# Task to carry out
Look through the entries below and extract exactly the lines from the one containing "writes the collection" through the one containing "- **Validation layer**", ends included.

# Given records
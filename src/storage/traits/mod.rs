//! Storage backend traits.

mod document;

pub use document::{DocumentStore, GroupCount, IndexSpec, ReplaceOutcome};
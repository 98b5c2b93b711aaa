//! Import/Export I/O subsystem.
//!
//! Loads encounter records from delimited files and writes the collection
//! back out.
//!
//! # Architecture
//!
//! - **Format adapters** implement [`ImportSource`] and [`ExportSink`]
//! - **Validation layer** coerces raw values into typed [`Record`](crate::Record)s
//! - **Services** orchestrate parsing, validation and storage
//!
//! # Examples
//!
//! ## Load a file into the collection
//!
//! ```rust,ignore
//! use healthcare_loader::io::{ImportOptions, ImportService};
//!
//! let result = ImportService::new().import_into(&store, path, &ImportOptions::default())?;
//! println!("Inserted {} records", result.inserted);
//! ```
//!
//! ## Export the collection
//!
//! ```rust,ignore
//! use healthcare_loader::io::ExportService;
//!
//! let result = ExportService::new().export_to_file(&store, "exported.csv".as_ref())?;
//! println!("Exported {} records", result.exported);
//! ```

pub mod formats;
pub mod services;
pub mod traits;
pub mod validation;

// Re-exports for convenience
pub use formats::{CsvExportSink, CsvImportSource};
pub use services::export::{ExportResult, ExportService};
pub use services::import::{ImportOptions, ImportResult, ImportService, LoadedTable};
pub use traits::{ExportSink, ImportSource};
//! Observability: structured logging through `tracing`.
//!
//! Metrics are recorded through the `metrics` facade at the storage and
//! service boundaries; without an installed recorder they are no-ops.

mod logging;

pub use logging::LoggingConfig;

use crate::config::{LogFormat, LoggingSettings};
use crate::{Error, Result};
use std::fs::{File, OpenOptions};
use std::io;
use std::path::Path;
use std::sync::{Mutex, OnceLock};
use tracing_subscriber::fmt::writer::BoxMakeWriter;
use tracing_subscriber::layer::SubscriberExt;
use tracing_subscriber::util::SubscriberInitExt;

static OBSERVABILITY_INIT: OnceLock<()> = OnceLock::new();

/// Initializes logging from config settings.
///
/// # Errors
///
/// Returns an error if logging has already been initialized or the log file
/// cannot be opened.
pub fn init_from_settings(settings: &LoggingSettings, verbose: bool) -> Result<()> {
    init(LoggingConfig::from_settings(settings, verbose))
}

/// Installs the global `tracing` subscriber.
///
/// Events go to the configured log file when one is set, otherwise to
/// stderr so stdout stays free for command output.
///
/// # Errors
///
/// Returns an error if logging has already been initialized or the log file
/// cannot be opened.
pub fn init(config: LoggingConfig) -> Result<()> {
    if OBSERVABILITY_INIT.get().is_some() {
        return Err(init_failed("observability already initialized"));
    }

    let (writer, ansi) = match &config.file {
        Some(path) => (BoxMakeWriter::new(open_log_file(path)?), false),
        None => (BoxMakeWriter::new(io::stderr), true),
    };

    let registry = tracing_subscriber::registry().with(config.filter);
    let installed = match config.format {
        LogFormat::Json => registry
            .with(
                tracing_subscriber::fmt::layer()
                    .json()
                    .with_writer(writer)
                    .with_current_span(true)
                    .with_span_list(true),
            )
            .try_init(),
        LogFormat::Pretty => registry
            .with(
                tracing_subscriber::fmt::layer()
                    .with_writer(writer)
                    .with_ansi(ansi)
                    .with_target(true),
            )
            .try_init(),
    };
    installed.map_err(|e| init_failed(&e.to_string()))?;

    OBSERVABILITY_INIT
        .set(())
        .map_err(|()| init_failed("failed to mark observability initialized"))
}

/// Opens a log file for appending, creating its directory first.
fn open_log_file(path: &Path) -> Result<Mutex<File>> {
    let io_error = |operation: &str, target: &Path, e: io::Error| Error::Io {
        operation: operation.to_string(),
        path: target.display().to_string(),
        cause: e.to_string(),
    };

    if let Some(parent) = path.parent().filter(|p| !p.as_os_str().is_empty()) {
        std::fs::create_dir_all(parent).map_err(|e| io_error("create_log_dir", parent, e))?;
    }

    OpenOptions::new()
        .create(true)
        .append(true)
        .open(path)
        .map(Mutex::new)
        .map_err(|e| io_error("open_log_file", path, e))
}

fn init_failed(cause: &str) -> Error {
    Error::OperationFailed {
        operation: "observability_init".to_string(),
        cause: cause.to_string(),
    }
}

#[cfg(test)]
mod tests {
    #![allow(clippy::unwrap_used)]

    use super::*;
    use std::io::Write;
    use tempfile::TempDir;

    #[test]
    fn test_log_file_appends() {
        let dir = TempDir::new().unwrap();
        let path = dir.path().join("logs").join("loader.log");

        open_log_file(&path)
            .unwrap()
            .get_mut()
            .unwrap()
            .write_all(b"first\n")
            .unwrap();
        let mut second = open_log_file(&path).unwrap();
        let file = second.get_mut().unwrap();
        file.write_all(b"second\n").unwrap();
        file.flush().unwrap();

        let contents = std::fs::read_to_string(&path).unwrap();
        assert_eq!(contents, "first\nsecond\n");
    }

    #[test]
    fn test_open_log_file_reports_path() {
        let dir = TempDir::new().unwrap();
        // A directory cannot be opened as a log file
        let err = open_log_file(dir.path()).err().unwrap();
        assert!(matches!(err, Error::Io { .. }));
    }
}
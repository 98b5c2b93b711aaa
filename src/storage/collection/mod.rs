//! Document collection implementations.

mod memory;
mod sqlite;

pub use memory::MemoryDocumentStore;
pub use sqlite::SqliteDocumentStore;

# Task solution
//! Loads encounter records from delimited files and writes the collection
//! back out.
//!
//! # Architecture
//!
//! - **Format adapters** implement [`ImportSource`] and [`ExportSink`]
//! - **Validation layer** coerces raw values into typed [`Record`](crate::Record)s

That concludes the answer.